A Blind Spot for Boys
Another bunch of tired trekkers spilled into our ruined campsite, telling everyone that they had come from a kilometer away. Worse, their guide and porters had abandoned them. I snapped a quick photo of Quattro, who was standing with his dad and trekking group, listening attentively to their guide.
Whatever Stesha and Ruben were talking about, it couldn’t have been good, judging from their grim expressions. Nervous, I focused my camera on Grace and Dad providing medical attention to every trekker who needed bandaging with the supplies from Christopher’s small but well-stocked first aid kit. As I continued to shoot the scenes unfolding around us, Mom stuck close to me, worried that I’d be swept away by a second wave of mud. I was glad for her company; I kept glancing uphill, suspicious of the mountain. That unease disrupted the usual Zen I found while photographing. Correction: that, plus the fact that Quattro met my eyes but turned away to help his dad dig out a backpack covered in muck. He hadn’t even acknowledged me, as if he didn’t want to talk to me.

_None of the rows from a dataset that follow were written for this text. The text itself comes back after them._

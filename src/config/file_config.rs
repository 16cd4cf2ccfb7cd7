use anyhow::{Context, Result};
use serde::Deserialize;
use std::path::Path;

/// Shape of the optional TOML configuration file. Every field is optional;
/// whatever is present overrides the corresponding CLI value.
#[derive(Debug, Deserialize, Default)]
#[serde(default)]
pub struct FileConfig {
    pub db_dir: Option<String>,
    pub media_path: Option<String>,
    pub metrics_port: Option<u16>,
    pub downloader_url: Option<String>,
    pub downloader_timeout_sec: Option<u64>,
    pub publisher_url: Option<String>,
    pub publisher_timeout_sec: Option<u64>,
    pub notification_webhook_url: Option<String>,

    pub download_queue: Option<DownloadQueueConfig>,
    pub post_scheduler: Option<PostSchedulerConfig>,
    pub storage: Option<StorageConfig>,
    pub background_jobs: Option<BackgroundJobsConfig>,
}

#[derive(Debug, Deserialize, Default, Clone)]
#[serde(default)]
pub struct DownloadQueueConfig {
    pub max_attempts: Option<u32>,
    pub initial_backoff_secs: Option<u64>,
    pub max_backoff_secs: Option<u64>,
    pub backoff_multiplier: Option<f64>,
    pub lease_timeout_secs: Option<u64>,
    pub max_concurrent: Option<usize>,
    pub drain_interval_secs: Option<u64>,
    pub default_service: Option<String>,
}

#[derive(Debug, Deserialize, Default, Clone)]
#[serde(default)]
pub struct PostSchedulerConfig {
    pub max_attempts: Option<u32>,
    pub initial_backoff_secs: Option<u64>,
    pub max_backoff_secs: Option<u64>,
    pub backoff_multiplier: Option<f64>,
    pub lease_timeout_secs: Option<u64>,
    pub max_concurrent: Option<usize>,
    pub dispatch_interval_secs: Option<u64>,
    pub schedule_grace_secs: Option<u64>,
    pub page_size: Option<usize>,
}

#[derive(Debug, Deserialize, Default, Clone)]
#[serde(default)]
pub struct StorageConfig {
    pub retention_days: Option<u32>,
    pub promotion_interval_secs: Option<u64>,
    pub reaper_interval_hours: Option<u64>,
    pub remove_local_on_expiry: Option<bool>,
    /// `[storage.durable]`; the durable tier is disabled when absent.
    pub durable: Option<DurableTierConfig>,
}

#[derive(Debug, Deserialize, Clone)]
#[serde(tag = "backend", rename_all = "snake_case")]
pub enum DurableTierConfig {
    Filesystem {
        root: String,
        container: Option<String>,
    },
    S3 {
        bucket: String,
        endpoint_url: Option<String>,
        region: Option<String>,
        access_key_id: Option<String>,
        secret_access_key: Option<String>,
    },
}

#[derive(Debug, Deserialize, Default, Clone)]
#[serde(default)]
pub struct BackgroundJobsConfig {
    pub lease_recovery_interval_secs: Option<u64>,
    pub daily_summary_interval_hours: Option<u64>,
}

impl FileConfig {
    pub fn load(path: &Path) -> Result<Self> {
        let content = std::fs::read_to_string(path)
            .with_context(|| format!("Failed to read config file: {:?}", path))?;
        toml::from_str(&content).with_context(|| format!("Failed to parse config file: {:?}", path))
    }
}
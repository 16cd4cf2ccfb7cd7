//! System status reporting.
//!
//! Announces the pipeline as online once the coordinator starts. The
//! coordinator reports it offline on shutdown with [`system_status`].

use crate::background_jobs::{
    context::{JobContext, PipelineComponents},
    job::{BackgroundJob, HookEvent, JobError, JobSchedule},
};
use crate::events::{LifecycleEvent, SystemState, SystemStatus};
use async_trait::async_trait;
use tracing::warn;

/// Builds a status event. `check_durable` checks the durable tier instead of only
/// reporting whether one is configured.
pub async fn system_status(
    components: &PipelineComponents,
    state: SystemState,
    check_durable: bool,
    message: Option<String>,
) -> SystemStatus {
    let storage = &components.storage;
    let durable_tier = if !storage.is_durable_enabled() {
        "disabled"
    } else if !check_durable {
        "enabled"
    } else {
        match storage.health_check().await {
            Ok(()) => "ok",
            Err(e) => {
                warn!("Durable tier health check failed: {}", e);
                "unavailable"
            }
        }
    };
    SystemStatus {
        state,
        durable_tier: durable_tier.to_string(),
        publisher_configured: components.post_scheduler.can_publish(),
        message,
        at: components.clock.now(),
    }
}

pub struct SystemStatusJob;

#[async_trait]
impl BackgroundJob for SystemStatusJob {
    fn id(&self) -> &'static str {
        "system_status"
    }

    fn name(&self) -> &'static str {
        "System Status"
    }

    fn description(&self) -> &'static str {
        "Announce that the pipeline is online"
    }

    fn schedule(&self) -> JobSchedule {
        JobSchedule::Hook(HookEvent::OnStartup)
    }

    async fn execute(&self, ctx: &JobContext) -> Result<(), JobError> {
        let status = system_status(&ctx.components, SystemState::Online, true, None).await;
        ctx.events().emit(LifecycleEvent::SystemStatus(status));
        Ok(())
    }
}
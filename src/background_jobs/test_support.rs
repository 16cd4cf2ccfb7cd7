//! Fixtures shared by the coordinator and job tests.

use super::context::{JobContext, PipelineComponents};
use super::job::HookEvent;
use crate::clock::{Clock, ManualClock};
use crate::config::{DownloadQueueSettings, PostSchedulerSettings, StorageSettings};
use crate::download_queue::{
    DownloadError, DownloadErrorKind, DownloadQueue, DownloadRequest, DownloadedFile, Downloader,
    DownloaderRegistry,
};
use crate::events::EventBus;
use crate::pipeline_store::{
    DownloadQueueStore, NewVideo, SqlitePipelineStore, VideoMetadata, VideoStore,
};
use crate::post_scheduler::{PostScheduler, PublishError, PublishRequest, Publisher};
use crate::storage::{BlobStore, FsBlobStore, LocalTier, StorageTierManager};
use async_trait::async_trait;
use std::path::PathBuf;
use std::sync::{Arc, Mutex};
use tempfile::TempDir;
use tokio::sync::mpsc;
use tokio_util::sync::CancellationToken;

pub const T0: i64 = 1_700_000_000;

/// Writes a small file into the local tier instead of downloading.
pub struct FileDownloader {
    name: String,
    local: LocalTier,
    fail_with: Option<DownloadErrorKind>,
}

impl FileDownloader {
    pub fn new(name: &str, root: PathBuf) -> Self {
        Self {
            name: name.to_string(),
            local: LocalTier::new(root),
            fail_with: None,
        }
    }

    pub fn failing(mut self, kind: DownloadErrorKind) -> Self {
        self.fail_with = Some(kind);
        self
    }
}

#[async_trait]
impl Downloader for FileDownloader {
    fn name(&self) -> &str {
        &self.name
    }

    async fn download(&self, request: &DownloadRequest) -> Result<DownloadedFile, DownloadError> {
        if let Some(kind) = self.fail_with {
            return Err(DownloadError::new(kind, "scripted failure"));
        }
        let path = self.local.path_for(&request.video_id, ".mp4");
        tokio::fs::create_dir_all(self.local.root())
            .await
            .map_err(|e| DownloadError::new(DownloadErrorKind::Storage, e.to_string()))?;
        tokio::fs::write(&path, b"video-bytes")
            .await
            .map_err(|e| DownloadError::new(DownloadErrorKind::Storage, e.to_string()))?;
        Ok(DownloadedFile { path, size: 11 })
    }
}

/// Accepts every post and remembers what it was asked to publish.
#[derive(Default)]
pub struct RecordingPublisher {
    pub requests: Mutex<Vec<PublishRequest>>,
}

#[async_trait]
impl Publisher for RecordingPublisher {
    fn name(&self) -> &str {
        "recording"
    }

    async fn publish(&self, request: &PublishRequest) -> Result<String, PublishError> {
        self.requests.lock().unwrap().push(request.clone());
        Ok(format!("remote-{}", request.post_id))
    }
}

pub struct TestPipeline {
    pub dir: TempDir,
    pub store: Arc<SqlitePipelineStore>,
    pub clock: ManualClock,
    pub events: EventBus,
    pub components: PipelineComponents,
}

/// A pipeline with a filesystem durable tier, no downloaders and no publisher.
pub fn pipeline() -> TestPipeline {
    TestPipeline::with_dir(TempDir::new().unwrap(), DownloaderRegistry::new(), None)
}

pub fn test_components(dir: &TempDir, clock: &ManualClock) -> PipelineComponents {
    let store = Arc::new(SqlitePipelineStore::in_memory().unwrap());
    build_components(dir, store, clock, EventBus::new(), DownloaderRegistry::new(), None)
}

fn build_components(
    dir: &TempDir,
    store: Arc<SqlitePipelineStore>,
    clock: &ManualClock,
    events: EventBus,
    downloaders: DownloaderRegistry,
    publisher: Option<Arc<dyn Publisher>>,
) -> PipelineComponents {
    let blobs = FsBlobStore::new(dir.path().join("durable"), "videos");
    std::fs::create_dir_all(blobs.container_dir()).unwrap();
    let storage = Arc::new(StorageTierManager::new(
        store.clone(),
        Some(Arc::new(blobs) as Arc<dyn BlobStore>),
        LocalTier::new(dir.path().join("videos")),
        StorageSettings::default(),
        Arc::new(clock.clone()),
        events.clone(),
    ));
    let download_queue = Arc::new(DownloadQueue::new(
        store.clone(),
        Arc::new(clock.clone()),
        DownloadQueueSettings::default(),
        events.clone(),
    ));
    let post_scheduler = Arc::new(PostScheduler::new(
        store.clone(),
        Arc::new(clock.clone()),
        PostSchedulerSettings::default(),
        events.clone(),
        storage.clone(),
        publisher,
    ));
    PipelineComponents {
        store,
        clock: Arc::new(clock.clone()),
        download_queue,
        downloaders: Arc::new(downloaders),
        post_scheduler,
        storage,
        events,
    }
}

impl TestPipeline {
    pub fn with_dir(
        dir: TempDir,
        downloaders: DownloaderRegistry,
        publisher: Option<Arc<dyn Publisher>>,
    ) -> Self {
        let store = Arc::new(SqlitePipelineStore::in_memory().unwrap());
        let clock = ManualClock::new(T0);
        let events = EventBus::new();
        let components = build_components(
            &dir,
            store.clone(),
            &clock,
            events.clone(),
            downloaders,
            publisher,
        );
        Self {
            dir,
            store,
            clock,
            events,
            components,
        }
    }

    pub fn add_video(&self, video_id: &str) {
        self.store
            .insert_video(
                &NewVideo {
                    video_id: video_id.to_string(),
                    source_id: None,
                    original_url: format!("https://videos.example/{}", video_id),
                    metadata: VideoMetadata::default(),
                    duration_secs: None,
                },
                self.clock.now(),
            )
            .unwrap();
    }

    /// Registers a video and walks it through a successful download.
    pub fn add_downloaded_video(&self, video_id: &str) -> PathBuf {
        self.add_video(video_id);
        let now = self.clock.now();
        let job = match self
            .store
            .insert_download_job(video_id, "https://videos.example/x", 0, "http", now)
            .unwrap()
        {
            crate::pipeline_store::EnqueueOutcome::Inserted(job) => job,
            other => panic!("unexpected {:?}", other),
        };
        self.store.lease_next_download("fixture", now, 60).unwrap();
        let local = self.components.storage.local();
        std::fs::create_dir_all(local.root()).unwrap();
        let path = local.path_for(video_id, ".mp4");
        std::fs::write(&path, b"video-bytes").unwrap();
        self.store
            .complete_download(job.id, "fixture", &path.to_string_lossy(), 11, now)
            .unwrap();
        path
    }

    /// A job context over these components plus the hook receiver.
    pub fn context(&self) -> (JobContext, mpsc::Receiver<HookEvent>) {
        let (hook_tx, hook_rx) = mpsc::channel(16);
        let ctx = JobContext::new(CancellationToken::new(), self.components.clone(), hook_tx);
        (ctx, hook_rx)
    }
}
impl VideoStore for SqlitePipelineStore {
    fn insert_video(&self, video: &NewVideo, now: i64) -> Result<bool> {
        let conn = self.conn()?;
        let hashtags = serde_json::to_string(&video.metadata.hashtags)?;
        let inserted = conn.execute(
            "INSERT OR IGNORE INTO videos (
                video_id, source_id, original_url, title, description, author, hashtags,
                processing_status, duration, created_at, updated_at
             ) VALUES (?1, ?2, ?3, ?4, ?5, ?6, ?7, 'pending', ?8, ?9, ?9)",
            params![
                video.video_id,
                video.source_id,
                video.original_url,
                video.metadata.title,
                video.metadata.description,
                video.metadata.author,
                hashtags,
                video.duration_secs,
                now
            ],
        )?;
        Ok(inserted > 0)
    }

    fn get_video(&self, video_id: &str) -> Result<Option<Video>> {
        let conn = self.conn()?;
        Ok(conn
            .query_row(
                "SELECT * FROM videos WHERE video_id = ?1",
                [video_id],
                video_from_row,
            )
            .optional()?)
    }

    fn list_videos(
        &self,
        status: Option<VideoStatus>,
        limit: usize,
        offset: usize,
    ) -> Result<Vec<Video>> {
        let conn = self.conn()?;
        let mut stmt = conn.prepare(
            "SELECT * FROM videos WHERE ?1 IS NULL OR processing_status = ?1
             ORDER BY created_at DESC, video_id LIMIT ?2 OFFSET ?3",
        )?;
        let videos = stmt
            .query_map(
                params![status.map(|s| s.as_db_str()), limit as i64, offset as i64],
                video_from_row,
            )?
            .collect::<rusqlite::Result<Vec<_>>>()?;
        Ok(videos)
    }

    fn set_video_durable(
        &self,
        video_id: &str,
        durable_path: &str,
        uploaded_at: i64,
        expires_at: i64,
        now: i64,
    ) -> Result<bool> {
        let conn = self.conn()?;
        let updated = conn.execute(
            "UPDATE videos SET durable_path = ?2, durable_uploaded_at = ?3,
                durable_expires_at = ?4, updated_at = ?5
             WHERE video_id = ?1 AND local_path IS NOT NULL AND durable_path IS NULL",
            params![video_id, durable_path, uploaded_at, expires_at, now],
        )?;
        Ok(updated > 0)
    }

    fn list_unpromoted_videos(&self, limit: usize) -> Result<Vec<Video>> {
        let conn = self.conn()?;
        let mut stmt = conn.prepare(
            "SELECT * FROM videos
             WHERE durable_path IS NULL AND local_path IS NOT NULL
               AND processing_status IN ('downloaded', 'posting', 'posted')
             ORDER BY updated_at ASC, video_id LIMIT ?1",
        )?;
        let videos = stmt
            .query_map([limit as i64], video_from_row)?
            .collect::<rusqlite::Result<Vec<_>>>()?;
        Ok(videos)
    }

    fn list_expired_videos(&self, now: i64, limit: usize) -> Result<Vec<Video>> {
        let conn = self.conn()?;
        let mut stmt = conn.prepare(
            "SELECT * FROM videos
             WHERE durable_path IS NOT NULL
               AND durable_expires_at IS NOT NULL AND durable_expires_at <= ?1
               AND processing_status NOT IN ('expired', 'posting')
             ORDER BY durable_expires_at ASC, video_id LIMIT ?2",
        )?;
        let videos = stmt
            .query_map(params![now, limit as i64], video_from_row)?
            .collect::<rusqlite::Result<Vec<_>>>()?;
        Ok(videos)
    }

    fn mark_video_expired(&self, video_id: &str, now: i64) -> Result<bool> {
        let conn = self.conn()?;
        let updated = conn.execute(
            "UPDATE videos SET processing_status = 'expired', updated_at = ?2
             WHERE video_id = ?1 AND processing_status != 'expired'",
            params![video_id, now],
        )?;
        Ok(updated > 0)
    }

    fn set_local_path(&self, video_id: &str, local_path: &str, now: i64) -> Result<bool> {
        let conn = self.conn()?;
        let updated = conn.execute(
            "UPDATE videos SET local_path = ?2, updated_at = ?3 WHERE video_id = ?1",
            params![video_id, local_path, now],
        )?;
        Ok(updated > 0)
    }

    fn clear_local_path(&self, video_id: &str, now: i64) -> Result<bool> {
        let conn = self.conn()?;
        let updated = conn.execute(
            "UPDATE videos SET local_path = NULL, updated_at = ?2
             WHERE video_id = ?1 AND local_path IS NOT NULL",
            params![video_id, now],
        )?;
        Ok(updated > 0)
    }

    fn retag_durable_expiry(&self, retention_secs: i64, now: i64) -> Result<usize> {
        let conn = self.conn()?;
        let updated = conn.execute(
            "UPDATE videos SET durable_expires_at = durable_uploaded_at + ?1, updated_at = ?2
             WHERE durable_path IS NOT NULL AND durable_uploaded_at IS NOT NULL
               AND processing_status != 'expired'",
            params![retention_secs, now],
        )?;
        Ok(updated)
    }
}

My cheeks flamed. More than hurt, I was confused. Part of me wanted to crawl behind a boulder to hide, rescue myself, no different from Hank. What was wrong with Quattro anyway? I could not possibly have misjudged another guy again, could I? But there was no way I could have misread that earlier tenderness. I knew I hadn’t imagined our almost-kiss.
Whatever was going on with him, I forced myself to focus on my work. I crouched down to frame the mud-buried tents. As I did, Hank’s voice carried over to me as he spoke with Helen: “If you see an extra pair of socks, let me know. I’m starting to get a blister.”
“Wait, where are yours?” she asked, frowning as if only now taking into account Hank’s pristine fedora, his clean backpack, which he had somehow miraculously rescued, his undershirt, his bare feet in tied-up hiking boots.
“I… I—” he stammered.
“Hank, why aren’t you wearing socks?” Then her own flood of disbelief unleashed on him. “Where were you this morning? Didn’t you hear me calling from the tent? I thought I was going to die. And I looked for you.” Finally, the damning question: “Did you leave me?”
The flush on Hank’s face was the one emotion I never thought I’d see him wear: shame.
“I’m sorry! I wasn’t thinking, but it doesn’t mean anything.” He reached for her, but Helen shook her head, first slowly, then furiously. “I came back to look for you.”
“Don’t touch me!” she cried, backing away so suddenly she stumbled but regained her balance. Her face crumpled, and she wound her arms around herself. Grace hastened to Helen, and I followed to flank Helen on her other side, the way my friends would have if I had only told them about Dom. Change the environment, replace the guy, and that could have been me, alone at a restaurant table, set for two.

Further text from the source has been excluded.